Aussie John Symond hands on with his beauty Amber

But what truly gave him the empathy required to take on the banks on behalf of an aggrieved public, was his own failings.

"I know what it is like to grow up with nothing, I know what it is like losing everything, lose your home, lose your marriage, go to bed crying at night worried about how you are going to educate your kids,'' he said.

``When you come out of it, and if you become successful, it enables you to be able to help people still in those circumstances.''

John Symond has just clocked up 66 years, one of the reasons he's been sipping Chinese tea in his liquid-heavy diet that had helped him shed 25kg.
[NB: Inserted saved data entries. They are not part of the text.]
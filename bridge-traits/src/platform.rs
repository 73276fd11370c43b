//! Thread-safety bound shared by every bridge trait.
//!
//! Native hosts share bridge objects with Tokio tasks, so they must be
//! `Send + Sync`. In the browser everything runs on the page (or worker)
//! thread and `web-sys` handles such as `HtmlAudioElement` are neither.

/// `Send + Sync` natively; no bound on `wasm32`.
#[cfg(not(target_arch = "wasm32"))]
pub trait PlatformSendSync: Send + Sync {}

#[cfg(not(target_arch = "wasm32"))]
impl<T: Send + Sync> PlatformSendSync for T {}

/// `Send + Sync` natively; no bound on `wasm32`.
#[cfg(target_arch = "wasm32")]
pub trait PlatformSendSync {}

#[cfg(target_arch = "wasm32")]
impl<T> PlatformSendSync for T {}
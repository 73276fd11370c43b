//! # Browser Adapters
//!
//! `web-sys` implementations of the SoundScape bridge traits, plus the two
//! entry points JavaScript calls.
//!
//! # Platform Support
//!
//! This crate is designed exclusively for the `wasm32-unknown-unknown` target.
//! It will not compile for native targets.
//!
//! # Implementations
//!
//! Page context:
//! - [`HtmlAudioMedia`]: the `<audio>` element
//! - [`ObjectUrlBinder`]: uploads as `blob:` URLs
//! - [`DomRenderer`] and [`AlertNotifier`]: view snapshots and notices
//! - [`DeferredInstallPrompt`]: the captured `beforeinstallprompt` event
//!
//! Worker context:
//! - [`WasmFetcher`]: global `fetch`
//! - [`WasmCacheStorage`]: the Cache Storage API
//! - [`ServiceWorkerHost`]: `skipWaiting` and `clients.claim`
//!
//! # Entry Points
//!
//! ```javascript
//! // page
//! import init, { start_player } from './pkg/bridge_wasm.js';
//! await init();
//! const player = await start_player(null);
//!
//! // service-worker.js
//! importScripts('./pkg/bridge_wasm.js');
//! wasm_bindgen('./pkg/bridge_wasm_bg.wasm').then(() => wasm_bindgen.start_service_worker(null));
//! ```

#![cfg(target_arch = "wasm32")]
#![warn(missing_docs)]

pub mod binder;
pub mod cache;
pub mod error;
pub mod http;
pub mod lifecycle;
pub mod media;
pub mod page;
pub mod ui;
pub mod worker;

// Re-export commonly used types
pub use binder::ObjectUrlBinder;
pub use cache::WasmCacheStorage;
pub use error::{WasmError, WasmResult};
pub use http::WasmFetcher;
pub use lifecycle::{DeferredInstallPrompt, ServiceWorkerHost};
pub use media::HtmlAudioMedia;
pub use page::{start_player, PlayerHandle};
pub use ui::{AlertNotifier, DomRenderer, ElementIds};
pub use worker::start_service_worker;

use core_runtime::config::AppConfig;
use core_runtime::logging::{init_logging, LoggingConfig};

/// Install the panic hook and console logging once per context.
pub(crate) fn init_runtime() {
    console_error_panic_hook::set_once();
    if init_logging(LoggingConfig::default()).is_err() {
        tracing::debug!("Logging already initialized");
    }
}

/// Parse the configuration handed over from JavaScript; `None` means defaults.
pub(crate) fn load_config(json: Option<String>) -> WasmResult<AppConfig> {
    match json {
        Some(json) => Ok(AppConfig::from_json(&json)?),
        None => Ok(AppConfig::default()),
    }
}
impl PlayerController {
    pub fn new(
        config: PlayerConfig,
        media: Arc<dyn MediaElement>,
        binder: Arc<dyn ResourceBinder>,
        notifier: Arc<dyn Notifier>,
    ) -> Self {
        Self {
            config,
            playlist: Playlist::new(),
            is_playing: false,
            timer: SleepTimer::new(),
            position: Duration::ZERO,
            duration: None,
            media,
            binder,
            notifier,
            renderer: None,
            event_bus: None,
        }
    }

    /// Attaches a renderer and draws the initial view.
    pub fn with_renderer(mut self, renderer: Arc<dyn ViewRenderer>) -> Self {
        self.renderer = Some(renderer);
        self.refresh();
        self
    }

    pub fn with_event_bus(mut self, event_bus: EventBus) -> Self {
        self.event_bus = Some(event_bus);
        self
    }

    pub fn config(&self) -> &PlayerConfig {
        &self.config
    }

    pub fn playlist(&self) -> &Playlist {
        &self.playlist
    }

    pub fn is_playing(&self) -> bool {
        self.is_playing
    }

    pub fn state(&self) -> PlayerState {
        PlayerState {
            current_index: self.playlist.current_index(),
            is_playing: self.is_playing,
            timer_seconds_remaining: self.timer.remaining(),
        }
    }

    pub fn timer_display(&self) -> String {
        self.timer.display()
    }

    /// Current view model.
    pub fn view(&self) -> PlayerView {
        build_view(ViewInputs {
            playlist: &self.playlist,
            is_playing: self.is_playing,
            position: self.position,
            duration: self.duration,
            timer: &self.timer,
        })
    }

    // ========================================================================
    // Upload
    // ========================================================================

    /// Validates, binds and appends each file independently.
    ///
    /// If nothing was selected before the batch, the first playlist entry is
    /// loaded once at least one file has been accepted.
    #[instrument(skip(self, files), fields(count = files.len()))]
    pub async fn upload(&mut self, files: Vec<UploadedFile>) -> UploadReport {
        let mut report = UploadReport::default();

        for file in files {
            match self.accept_file(&file).await {
                Ok(index) => report.accepted.push(index),
                Err(error) => {
                    warn!(file = %file.name, %error, "Upload rejected");
                    self.notifier.notify(Notice::error(error.user_message()));
                    self.emit(PlayerEvent::UploadRejected {
                        file_name: file.name.clone(),
                        reason: error.to_string(),
                    });
                    report.rejected.push(UploadRejection {
                        file_name: file.name,
                        error,
                    });
                }
            }
        }

        if self.playlist.current_index().is_none() && !self.playlist.is_empty() {
            self.load_track(0).await;
        }

        info!(
            accepted = report.accepted.len(),
            rejected = report.rejected.len(),
            "Upload batch processed"
        );
        report
    }

    async fn accept_file(&mut self, file: &UploadedFile) -> Result<usize> {
        let mime_type = validate_upload(file, &self.config)?;
        let url = self
            .binder
            .bind(file, &mime_type)
            .await
            .map_err(|err| PlaybackError::FileUnreadable {
                file_name: file.name.clone(),
                reason: err.to_string(),
            })?;

        let track = TrackRecord::new(file.name.clone(), url, file.size, mime_type);
        let track_id = track.id;
        let index = self.playlist.push(track);
        debug!(file = %file.name, index, "Track added");
        self.emit(PlayerEvent::TrackAdded {
            track_id: track_id.to_string(),
            name: file.name.clone(),
            index,
        });
        self.refresh();
        Ok(index)
    }

    // ========================================================================
    // Transport
    // ========================================================================

    /// Points the media element at `index`, keeping the play/pause state.
    ///
    /// Returns `false` (and changes nothing) when `index` is out of range.
    #[instrument(skip(self))]
    pub async fn load_track(&mut self, index: usize) -> bool {
        let track = match self.playlist.select(index) {
            Ok(track) => track.clone(),
            Err(error) => {
                debug!(%error, "Ignoring load of missing track");
                return false;
            }
        };

        self.media.set_source(Some(&track.url));
        self.position = Duration::ZERO;
        self.duration = None;
        self.emit(PlayerEvent::TrackLoaded {
            track_id: track.id.to_string(),
            index,
        });
        self.refresh();

        if self.is_playing {
            self.start_playback(true).await;
        }
        true
    }

    /// Selecting a playlist row.
    pub async fn select_track(&mut self, index: usize) -> bool {
        self.load_track(index).await
    }

    pub async fn toggle_play_pause(&mut self) {
        if self.playlist.is_empty() {
            self.notifier
                .notify(Notice::warning(PlaybackError::EmptyPlaylist.user_message()));
            return;
        }

        if self.playlist.current_index().is_none() {
            self.load_track(0).await;
        }

        if self.is_playing {
            self.pause();
        } else {
            self.start_playback(false).await;
        }
    }

    /// Pauses playback if it is active.
    pub fn pause(&mut self) {
        self.media.pause();
        if self.is_playing {
            self.is_playing = false;
            if let Some(id) = self.playlist.current_id() {
                self.emit(PlayerEvent::PlaybackPaused {
                    track_id: id.to_string(),
                });
            }
        }
        self.refresh();
    }

    pub async fn next(&mut self) {
        if let Some(index) = self.playlist.next_index() {
            self.load_track(index).await;
        }
    }

    pub async fn previous(&mut self) {
        if let Some(index) = self.playlist.previous_index() {
            self.load_track(index).await;
        }
    }

    /// Removes the entry at `index` and releases its resource binding.
    ///
    /// Removing the current entry stops playback and loads whatever took its
    /// slot, or clears the player when the playlist is now empty.
    #[instrument(skip(self))]
    pub async fn remove(&mut self, index: usize) -> Option<TrackRecord> {
        let removal = self.playlist.remove(index)?;
        self.binder.release(&removal.track.url);
        self.emit(PlayerEvent::TrackRemoved {
            track_id: removal.track.id.to_string(),
            index,
        });
        debug!(file = %removal.track.name, index, "Track removed");

        if removal.was_current {
            self.pause();
        }

        match self.playlist.current_index() {
            Some(slot) if removal.was_current => {
                self.load_track(slot).await;
            }
            None if self.playlist.is_empty() => {
                self.media.pause();
                self.media.set_source(None);
                self.is_playing = false;
                self.position = Duration::ZERO;
                self.duration = None;
                self.emit(PlayerEvent::PlaylistCleared);
            }
            _ => {}
        }

        self.refresh();
        Some(removal.track)
    }

    /// Moves the playback point to `percent` (0 to 100) of the duration.
    ///
    /// Returns `false` while the duration is unknown.
    pub fn seek(&mut self, percent: f64) -> bool {
        if percent.is_nan() || self.playlist.current().is_none() {
            return false;
        }
        let Some(duration) = self.media.duration() else {
            return false;
        };
        let target = duration.mul_f64(percent.clamp(0.0, 100.0) / 100.0);
        self.media.seek(target);
        self.position = target;
        self.duration = Some(duration);
        self.refresh();
        true
    }

    async fn start_playback(&mut self, autonomous: bool) {
        let Some(track_id) = self.playlist.current_id() else {
            return;
        };

        match self.media.play().await {
            Ok(()) => {
                self.is_playing = true;
                self.emit(PlayerEvent::PlaybackStarted {
                    track_id: track_id.to_string(),
                });
            }
            Err(PlayError::Blocked(reason)) if autonomous => {
                info!(%reason, "Host refused autonomous playback; staying paused");
                self.is_playing = false;
                self.emit(PlayerEvent::PlaybackBlocked {
                    track_id: track_id.to_string(),
                });
            }
            Err(err) => {
                warn!(error = %err, "Play attempt failed");
                self.is_playing = false;
                let error = match err {
                    PlayError::Blocked(reason) => {
                        self.emit(PlayerEvent::PlaybackBlocked {
                            track_id: track_id.to_string(),
                        });
                        PlaybackError::PlaybackBlocked(reason)
                    }
                    PlayError::Failed(reason) => PlaybackError::PlaybackFailed(reason),
                };
                self.notifier.notify(Notice::error(error.user_message()));
            }
        }
        self.refresh();
    }

    // ========================================================================
    // Media Signals
    // ========================================================================

    /// The active track played to the end.
    pub async fn on_media_ended(&mut self) {
        self.next().await;
    }

    /// The active track failed to load or decode.
    ///
    /// Reports the category-specific message and pauses. The returned
    /// [`ErrorSkip`] should be handed to [`Self::skip_failed_track`] after the
    /// configured delay. Errors with nothing selected (such as the one fired
    /// when the source is cleared) are ignored.
    pub fn on_media_error(&mut self, kind: MediaErrorKind) -> Option<ErrorSkip> {
        let track = self.playlist.current()?.clone();
        let resume = self.is_playing;

        let error = PlaybackError::Media {
            file_name: track.name.clone(),
            kind,
        };
        warn!(file = %track.name, ?kind, "Media error on active track");
        self.notifier.notify(Notice::error(error.user_message()));
        self.emit(PlayerEvent::MediaError {
            track_id: Some(track.id.to_string()),
            kind,
        });
        self.pause();

        Some(ErrorSkip {
            track_id: track.id,
            resume,
        })
    }

    /// Advances past a failed track.
    ///
    /// Does nothing unless the failed track is still current and there is
    /// somewhere else to go. Returns whether a skip happened.
    pub async fn skip_failed_track(&mut self, skip: ErrorSkip) -> bool {
        if self.playlist.current_id() != Some(skip.track_id) || self.playlist.len() < 2 {
            debug!("Skip no longer applicable");
            return false;
        }
        self.is_playing = skip.resume;
        self.next().await;
        true
    }

    pub fn on_time_update(&mut self) {
        self.position = self.media.current_time();
        self.duration = self.media.duration();
        self.refresh();
    }

    pub fn on_loaded_metadata(&mut self) {
        self.duration = self.media.duration();
        self.refresh();
    }

    // ========================================================================
    // Sleep Timer
    // ========================================================================

    /// Starts a countdown from user input, replacing any running one.
    ///
    /// The caller ticks the returned generation once per second.
    pub fn start_sleep_timer(&mut self, input: &str) -> Result<TimerGeneration> {
        let started = parse_minutes(input).and_then(|minutes| self.timer.start(minutes));
        let generation = match started {
            Ok(generation) => generation,
            Err(error) => {
                self.notifier.notify(Notice::error(error.user_message()));
                return Err(error);
            }
        };

        let seconds = self.timer.remaining().unwrap_or_default();
        info!(seconds, "Sleep timer started");
        self.emit_timer(SleepTimerEvent::Started { seconds });
        self.refresh();
        Ok(generation)
    }

    /// One second elapsed for countdown `generation`.
    ///
    /// Returns `None` for a superseded or finished countdown, which tells the
    /// ticking task to stop.
    pub fn tick_sleep_timer(&mut self, generation: TimerGeneration) -> Option<TimerTick> {
        let tick = self.timer.tick(generation)?;
        if tick == TimerTick::Expired {
            info!("Sleep timer expired");
            if self.is_playing {
                self.pause();
            }
            self.emit_timer(SleepTimerEvent::Expired);
        }
        self.refresh();
        Some(tick)
    }

    // ========================================================================
    // Helpers
    // ========================================================================

    fn refresh(&self) {
        if let Some(renderer) = &self.renderer {
            renderer.render(&self.view());
        }
    }

    fn emit(&self, event: PlayerEvent) {
        if let Some(bus) = &self.event_bus {
            bus.emit(CoreEvent::Player(event)).ok();
        }
    }

    fn emit_timer(&self, event: SleepTimerEvent) {
        if let Some(bus) = &self.event_bus {
            bus.emit(CoreEvent::SleepTimer(event)).ok();
        }
    }
}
He wants to stay healthy to keep pace with his first love, his two kids and their bevy of mates.

It's the reason he built his 2200sqm Point Piper mansion, complete with double-digit bedrooms, 10-car garage and a ground floor that could accommodate 400 people - a place where his kids would want to stay and play, to spend time with their friends, to host dinners, to have movie nights. With him too.

``I don't go and play bingo, I like mixing with young people,'' he said.

Mr Symond, as he puts it, simply doesn't want to act his age.